Building a LinkedIn-like Knowledge Graph with Neo4j and Spring Boot

Abhishek Ranjan
5 min readApr 27, 2023

Introduction

As a Software Architect at leading tech companies, including those similar to LinkedIn, I have had the opportunity to work with some of the most cutting-edge technologies in the industry. One such powerful combination is using Neo4j, a highly scalable graph database, along with Spring Boot, a framework that simplifies the process of creating stand-alone applications.

In this article, I will share my experience and insights on how to leverage Neo4j with Spring Boot to build a knowledge graph like LinkedIn. The goal is to create a scalable, performant, and flexible system that can efficiently manage and query vast amounts of interconnected professional data.

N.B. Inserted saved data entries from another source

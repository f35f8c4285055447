// Copyright (c) 2025 Kirky.X
//
// Licensed under the MIT License
// See LICENSE file in the project root for full license information.

//! 连接管理集成测试

use dbweave::config::{DatabaseConfig, Driver, Role};
use dbweave::{ConnectionManager, DEFAULT_CONNECTION, DbError, Value};
use indexmap::IndexMap;
use std::time::Duration;
use tempfile::TempDir;

mod common;

#[tokio::test]
async fn test_read_uses_write_handle_without_replicas() {
    common::init_tracing();
    let (manager, _dir) = common::sqlite_manager();

    manager.get_read_connection(DEFAULT_CONNECTION).await.unwrap();
    manager.get_write_connection(DEFAULT_CONNECTION).await.unwrap();
    let read = manager.resolved_config(DEFAULT_CONNECTION, Role::Read).await.unwrap();
    let write = manager.resolved_config(DEFAULT_CONNECTION, Role::Write).await.unwrap();
    assert_eq!(read, write);
    assert_eq!(manager.status().await.open_handles, 1);
}

#[tokio::test]
async fn test_read_replica_failure_falls_back_to_write() {
    let dir = TempDir::new().unwrap();
    let manager = ConnectionManager::new(common::fast_factory());
    manager
        .load_config(
            DEFAULT_CONNECTION,
            vec![
                common::sqlite_file(dir.path(), "primary.db", Role::Write),
                common::unreachable_sqlite(dir.path(), Role::Read),
            ],
        )
        .unwrap();

    manager.get_read_connection(DEFAULT_CONNECTION).await.unwrap();
    let read = manager.resolved_config(DEFAULT_CONNECTION, Role::Read).await.unwrap();
    assert_eq!(read.role(), Role::Write);
    assert!(read.database().ends_with("primary.db"));

    // 失败的副本不再重试，之后的读取直接使用写连接
    manager.get_read_connection(DEFAULT_CONNECTION).await.unwrap();
    assert_eq!(manager.status().await.open_handles, 1);
}

#[tokio::test]
async fn test_write_failure_surfaces_connection_error() {
    let dir = TempDir::new().unwrap();
    let manager = ConnectionManager::new(common::fast_factory());
    manager
        .load_config("broken", vec![common::unreachable_sqlite(dir.path(), Role::Write)])
        .unwrap();

    let err = manager.get_write_connection("broken").await.unwrap_err();
    assert!(matches!(err, DbError::Connection { attempts: 1, .. }));
    assert_eq!(err.status_hint(), 500);
    assert_eq!(manager.status().await.open_handles, 0);
}

#[tokio::test]
async fn test_unregistered_name() {
    let manager = ConnectionManager::new(common::fast_factory());
    let err = manager.get_write_connection("nope").await.unwrap_err();
    assert!(matches!(err, DbError::Configuration(_)));
    assert!(manager.table("players").is_err());
}

#[test]
fn test_registration_requires_write_endpoint() {
    let manager = ConnectionManager::new(common::fast_factory());
    let read_only = DatabaseConfig::builder(Driver::Sqlite, "replica.db")
        .role(Role::Read)
        .build()
        .unwrap();
    assert!(matches!(
        manager.load_config("reports", vec![read_only]),
        Err(DbError::Configuration(_))
    ));
    assert!(!manager.has_connection("reports"));
}

#[tokio::test]
async fn test_weighted_replica_distribution() {
    let dir = TempDir::new().unwrap();
    let manager = ConnectionManager::builder()
        .factory(common::fast_factory())
        .seed(7)
        .build();
    let replica = |file: &str, weight: i64| {
        DatabaseConfig::builder(Driver::Sqlite, dir.path().join(file).to_string_lossy().into_owned())
            .role(Role::Read)
            .weight(weight)
            .build()
            .unwrap()
    };
    manager
        .load_config(
            DEFAULT_CONNECTION,
            vec![
                common::sqlite_file(dir.path(), "primary.db", Role::Write),
                replica("r1.db", 1),
                replica("r2.db", 3),
            ],
        )
        .unwrap();

    let trials = 1000;
    let mut heavy = 0;
    for _ in 0..trials {
        manager.get_read_connection(DEFAULT_CONNECTION).await.unwrap();
        let served = manager.resolved_config(DEFAULT_CONNECTION, Role::Read).await.unwrap();
        if served.database().ends_with("r2.db") {
            heavy += 1;
        }
    }
    let share = heavy as f64 / trials as f64;
    assert!((0.70..=0.80).contains(&share), "r2 share was {}", share);
    // 每个副本只建立一次物理连接
    assert_eq!(manager.status().await.open_handles, 2);

    // 写角色只会选中写端点
    let write = manager.select_config(DEFAULT_CONNECTION, Role::Write).unwrap();
    assert!(write.database().ends_with("primary.db"));
}

#[tokio::test]
async fn test_concurrent_access_shares_one_handle() {
    let (manager, _dir) = common::sqlite_manager();

    let lookups = (0..8).map(|_| manager.get_write_connection(DEFAULT_CONNECTION));
    let results = futures::future::join_all(lookups).await;
    assert!(results.iter().all(Result::is_ok));
    assert_eq!(manager.status().await.open_handles, 1);
}

#[test]
fn test_close_all_without_handles() {
    let manager = ConnectionManager::new(common::fast_factory());
    tokio_test::block_on(manager.close_all());
    let status = tokio_test::block_on(manager.status());
    assert_eq!(status.open_handles, 0);
    assert_eq!(status.registered, 0);
}

#[tokio::test]
async fn test_raw_select_and_statement() {
    let (manager, _dir) = common::sqlite_manager();
    common::create_players_table(&manager).await;

    let mut bindings = IndexMap::new();
    bindings.insert("name".to_string(), Value::from("Okafor"));
    bindings.insert("rating".to_string(), Value::from(81));
    let written = manager
        .statement(
            DEFAULT_CONNECTION,
            "INSERT INTO players (name, position, rating) VALUES (:name, 'FW', :rating)",
            bindings,
        )
        .await
        .unwrap();
    assert_eq!(written.affected_rows(), 1);
    assert!(written.is_empty());

    let mut bindings = IndexMap::new();
    bindings.insert("min".to_string(), Value::from(80));
    let result = manager
        .select(
            DEFAULT_CONNECTION,
            "SELECT name, rating FROM players WHERE rating >= :min",
            bindings,
        )
        .await
        .unwrap();
    assert_eq!(result.count(), 1);
    assert_eq!(result.pluck("name"), vec![serde_json::json!("Okafor")]);
    assert_eq!(result.bindings()["min"], Value::Int(80));
}

#[tokio::test]
async fn test_transaction_commit_and_rollback() {
    let (manager, _dir) = common::sqlite_manager();
    common::create_players_table(&manager).await;

    let committed = manager
        .transaction(DEFAULT_CONNECTION, |db| async move {
            let id = db
                .table("players")?
                .insert_get_id(vec![("name", Value::from("Silva")), ("position", "GK".into()), ("rating", 75.into())])
                .await?;
            // 事务内的读取走同一个事务
            assert_eq!(db.table("players")?.count().await?, 1);
            Ok::<_, DbError>(id)
        })
        .await;
    assert_eq!(committed.unwrap(), 1);
    assert!(!manager.in_transaction(DEFAULT_CONNECTION).await);

    let failed = manager
        .transaction(DEFAULT_CONNECTION, |db| async move {
            db.table("players")?
                .insert(vec![("name", Value::from("Ghost")), ("position", "MF".into()), ("rating", 1.into())])
                .await?;
            Err::<(), _>(DbError::InvalidArgument("abort".to_string()))
        })
        .await;
    assert!(matches!(failed, Err(DbError::InvalidArgument(ref m)) if m == "abort"));
    assert!(!manager.in_transaction(DEFAULT_CONNECTION).await);

    let names = manager.table("players").unwrap().get().await.unwrap().pluck("name");
    assert_eq!(names, vec![serde_json::json!("Silva")]);
}

#[tokio::test]
async fn test_transaction_leaves_other_writers_alone() {
    let (manager, _dir) = common::sqlite_manager();
    common::create_players_table(&manager).await;
    let (opened_tx, opened_rx) = tokio::sync::oneshot::channel::<()>();

    let aborted = manager.transaction(DEFAULT_CONNECTION, |db| async move {
        db.table("players")?
            .insert(vec![("name", Value::from("Inside")), ("position", "DF".into()), ("rating", 60.into())])
            .await?;
        let _ = opened_tx.send(());
        tokio::time::sleep(Duration::from_millis(100)).await;
        Err::<(), _>(DbError::InvalidArgument("abort".to_string()))
    });
    let outsider = async {
        opened_rx.await.unwrap();
        assert!(!manager.in_transaction(DEFAULT_CONNECTION).await);
        manager
            .table("players")
            .unwrap()
            .insert(vec![("name", Value::from("Outside")), ("position", "FW".into()), ("rating", 70.into())])
            .await
    };

    let (aborted, inserted) = tokio::join!(aborted, outsider);
    assert!(aborted.is_err());
    assert!(inserted.unwrap());

    let names = manager.table("players").unwrap().get().await.unwrap().pluck("name");
    assert_eq!(names, vec![serde_json::json!("Outside")]);
}

#[tokio::test]
async fn test_manual_transaction_is_scoped_to_handle() {
    let (manager, _dir) = common::sqlite_manager();
    common::create_players_table(&manager).await;

    let forked = manager.fork();
    manager.begin_transaction(DEFAULT_CONNECTION).await.unwrap();
    assert!(manager.clone().in_transaction(DEFAULT_CONNECTION).await);
    assert!(!forked.in_transaction(DEFAULT_CONNECTION).await);

    // 本句柄已开启事务时不能再嵌套
    let nested = manager
        .transaction(DEFAULT_CONNECTION, |_db| async { Ok::<_, DbError>(()) })
        .await;
    assert!(matches!(nested, Err(DbError::Transaction(_))));

    manager
        .table("players")
        .unwrap()
        .insert(vec![("name", Value::from("Draft")), ("position", "MF".into()), ("rating", 50.into())])
        .await
        .unwrap();
    manager.rollback(DEFAULT_CONNECTION).await.unwrap();
    assert_eq!(manager.table("players").unwrap().count().await.unwrap(), 0);
}

#[tokio::test]
async fn test_manual_transaction_errors() {
    let (manager, _dir) = common::sqlite_manager();

    assert!(matches!(manager.commit(DEFAULT_CONNECTION).await, Err(DbError::Transaction(_))));

    manager.begin_transaction(DEFAULT_CONNECTION).await.unwrap();
    assert!(matches!(
        manager.begin_transaction(DEFAULT_CONNECTION).await,
        Err(DbError::Transaction(_))
    ));
    assert_eq!(manager.status().await.open_transactions, 1);
    manager.rollback(DEFAULT_CONNECTION).await.unwrap();
    assert!(matches!(manager.rollback(DEFAULT_CONNECTION).await, Err(DbError::Transaction(_))));
}

#[tokio::test]
async fn test_disconnect_and_reconnect() {
    let (manager, _dir) = common::sqlite_manager();
    manager.get_write_connection(DEFAULT_CONNECTION).await.unwrap();
    manager.get_read_connection(DEFAULT_CONNECTION).await.unwrap();

    manager.disconnect(DEFAULT_CONNECTION).await;
    assert_eq!(manager.status().await.open_handles, 0);
    assert!(manager.has_connection(DEFAULT_CONNECTION));

    manager.get_write_connection(DEFAULT_CONNECTION).await.unwrap();
    assert_eq!(manager.status().await.open_handles, 1);

    manager.close_all().await;
    assert_eq!(manager.status().await.open_handles, 0);
}

#[tokio::test]
async fn test_disconnect_rolls_back_open_transaction() {
    let (manager, _dir) = common::sqlite_manager();
    common::create_players_table(&manager).await;

    manager.begin_transaction(DEFAULT_CONNECTION).await.unwrap();
    manager
        .table("players")
        .unwrap()
        .insert(vec![("name", Value::from("Loan")), ("position", "FW".into()), ("rating", 55.into())])
        .await
        .unwrap();

    manager.disconnect(DEFAULT_CONNECTION).await;
    assert!(!manager.in_transaction(DEFAULT_CONNECTION).await);
    assert_eq!(manager.table("players").unwrap().count().await.unwrap(), 0);
}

Understanding the Requirements

A knowledge graph like LinkedIn requires an efficient way to store and manage relationships among users, organizations, job positions, skills, and other professional attributes. This necessitates a database that can handle complex relationships and provide an intuitive query language to retrieve relevant information efficiently.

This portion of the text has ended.